Sort a list without using any built in Sort functinos

Hey all,

Sort of stumped on how to approach this one. I have to write a function that will sort a list according to a predicate but we’re not allowed to use any of Clojure’s built-in sorting functions or consult their source code for our solution. Wondering if anyone has any suggestions. Same runs are below:

> (sort-pred <= ’(8 9 5 -1 0 2 3 -15))
(-15 -1 0 2 3 5 8 9)
> (sort-pred >= ’(8 9 5 -1 0 2 3 -15))
(9 8 5 3 2 0 -1 -15)

what do you know about sorting?

What functions / forms from the clojure core library are you restricted to?

I can use take, drop and a merge-pred function we’ve been provided with (see here). The arguments for merge-pred have to already be sorted according to the predicate when they’re entered as arguments. I’ve been told look to the Merge Sort algorithm and I understand how it works, but I don’t know how to write something that mimics that in Clojure, using take and drop.

Merge-Pred makes sense because I would use the predicate of sort-pred and my two lists would be the list argeument of sort pred split in half, but already sorted. It’s the already sorted part I’m stuck on.

Your existing merge-pred function could accept two one-element lists and produce a two-element list that is sorted. Then it could accept that two-element sorted list and another one-element list and produce a three-element list that is sorted. A one-element list is always sorted (by definition since it includes only one element).

Does that help?

Yeah. I guess I’m just not understanding how to get there. I know merge-pred can merge any size of two lists together. I’m just not sure how to get there or even sort the list before calling that function.

If I have the list

(def xs '(4 3 2 1))

and I want to build a new list that is sorted, as @seancorfield points out, we already have a way to construct a sorted list from two “sorted” lists in merge-pred.

So if we revisit our definition of a sorted list, then '(4) is sorted, '() is sorted, etc. If we have two lists, '() and '(4), and we pass them to merge-pred:

user> (merge-pred <= '() '(4))

we get a sorted list back. Since the inputs are “guaranteed” to be sorted, it seems like we can leverage this property again…
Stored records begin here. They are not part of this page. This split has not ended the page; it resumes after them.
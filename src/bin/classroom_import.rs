#[tokio::main]
async fn main() -> anyhow::Result<()> {
    if let Err(e) = aulasync::run_import().await {
        eprintln!("classroom-import fatal: {e:#}");
        std::process::exit(1);
    }
    Ok(())
}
user> (merge-pred <= '(4) '(3))
(3 4)

user> (merge-pred <= '(3 4) '(2))
(2 3 4)

Extending that approach, we could dice it up this way too:

user> (def l (merge-pred <= '(4) '(3)))
user> (def r (merge-pred <= '(2) '(1)))
user> l
(3 4)
user> r
(1 2)
user> (merge-pred <= l r)
(1 2 3 4)

Maybe there exists a higher order function that can leverage merge-pred to do what we did in the repl automatically.; if we can derive such a function, it appears to produce a useful result.

Also an approach I often find useful is to ask the question: if we were already able to solve same problem of smaller size, would it be useful in our implementation?

I.e. when trying to come up with implementation for (sort-pred p xs), I’d try and ask: if sort-pred already worked correctly for all inputs smaller than xs, could I use it to my advantage?

Just as inside your implementation of merge-pred you use merge-pred itself on smaller inputs, this might be helpful to come up with an implementation of sort-pred.